[Task details] Each record beneath this line is to be copied exactly.

[Task input]
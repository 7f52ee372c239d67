//! Embedding and first-stage indexes
//!
//! - `EmbeddingProvider` abstracts the embedding backend
//! - `FastEmbedProvider` runs a local ONNX model (all-MiniLM-L6-v2, 384-dim)
//! - `HashEmbedder` is the model-free fallback
//! - `VectorIndex` wraps HNSW for dense search
//! - `KeywordIndex` wraps Tantivy for BM25 search
mod batch;
mod keyword_index;
mod provider;
mod vector_index;

pub use batch::{BatchItem, BatchProcessor, BatchResult};
pub use keyword_index::{KeywordIndex, KeywordIndexError, KeywordSearchResult};
pub use provider::{
    load_provider, EmbeddingError, EmbeddingProvider, FastEmbedProvider, HashEmbedder, HASH_MODEL,
};
pub use vector_index::{cosine_similarity, SearchResult, VectorIndex, VectorIndexError};
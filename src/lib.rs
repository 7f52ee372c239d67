//! Lexground - citation-grounded question answering
//!
//! Answers questions strictly from a bounded, user-supplied document corpus.
//! Documents are chunked along legal structure, retrieved with hybrid dense
//! and lexical search, reranked, and handed to a language model that must
//! cite a numbered snippet for every substantive claim or refuse. Answers
//! are then audited for uncited sentences.

pub mod assistant;
pub mod chunking;
pub mod cli;
pub mod config;
pub mod embedding;
pub mod error;
pub mod grounding;
pub mod index;
pub mod ingest;
pub mod retrieval;
pub mod session;
pub mod storage;

pub use assistant::{Assistant, AssistantBuilder, Reply, TurnOptions, TurnOutcome};
pub use error::{LexgroundError, Result};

[Written reply]
repository 7f52ee372c239d67
//! Embedding and first-stage indexes
//!
//! - `EmbeddingProvider` abstracts the embedding backend
//! - `FastEmbedProvider` runs a local ONNX model (all-MiniLM-L6-v2, 384-dim)
//! - `HashEmbedder` is the model-free fallback
//! - `VectorIndex` wraps HNSW for dense search
//! - `KeywordIndex` wraps Tantivy for BM25 search
mod batch;
mod keyword_index;
mod provider;
mod vector_index;

pub use batch::{BatchItem, BatchProcessor, BatchResult};
pub use keyword_index::{KeywordIndex, KeywordIndexError, KeywordSearchResult};
pub use provider::{
    load_provider, EmbeddingError, EmbeddingProvider, FastEmbedProvider, HashEmbedder, HASH_MODEL,
};
pub use vector_index::{cosine_similarity, SearchResult, VectorIndex, VectorIndexError};
filename src/lib.rs
repository 7f52ee372c239d67
//! Lexground - citation-grounded question answering
//!
//! Answers questions strictly from a bounded, user-supplied document corpus.
//! Documents are chunked along legal structure, retrieved with hybrid dense
//! and lexical search, reranked, and handed to a language model that must
//! cite a numbered snippet for every substantive claim or refuse. Answers
//! are then audited for uncited sentences.

pub mod assistant;
pub mod chunking;
pub mod cli;
pub mod config;
pub mod embedding;
pub mod error;
pub mod grounding;
pub mod index;
pub mod ingest;
pub mod retrieval;
pub mod session;
pub mod storage;

pub use assistant::{Assistant, AssistantBuilder, Reply, TurnOptions, TurnOutcome};
pub use error::{LexgroundError, Result};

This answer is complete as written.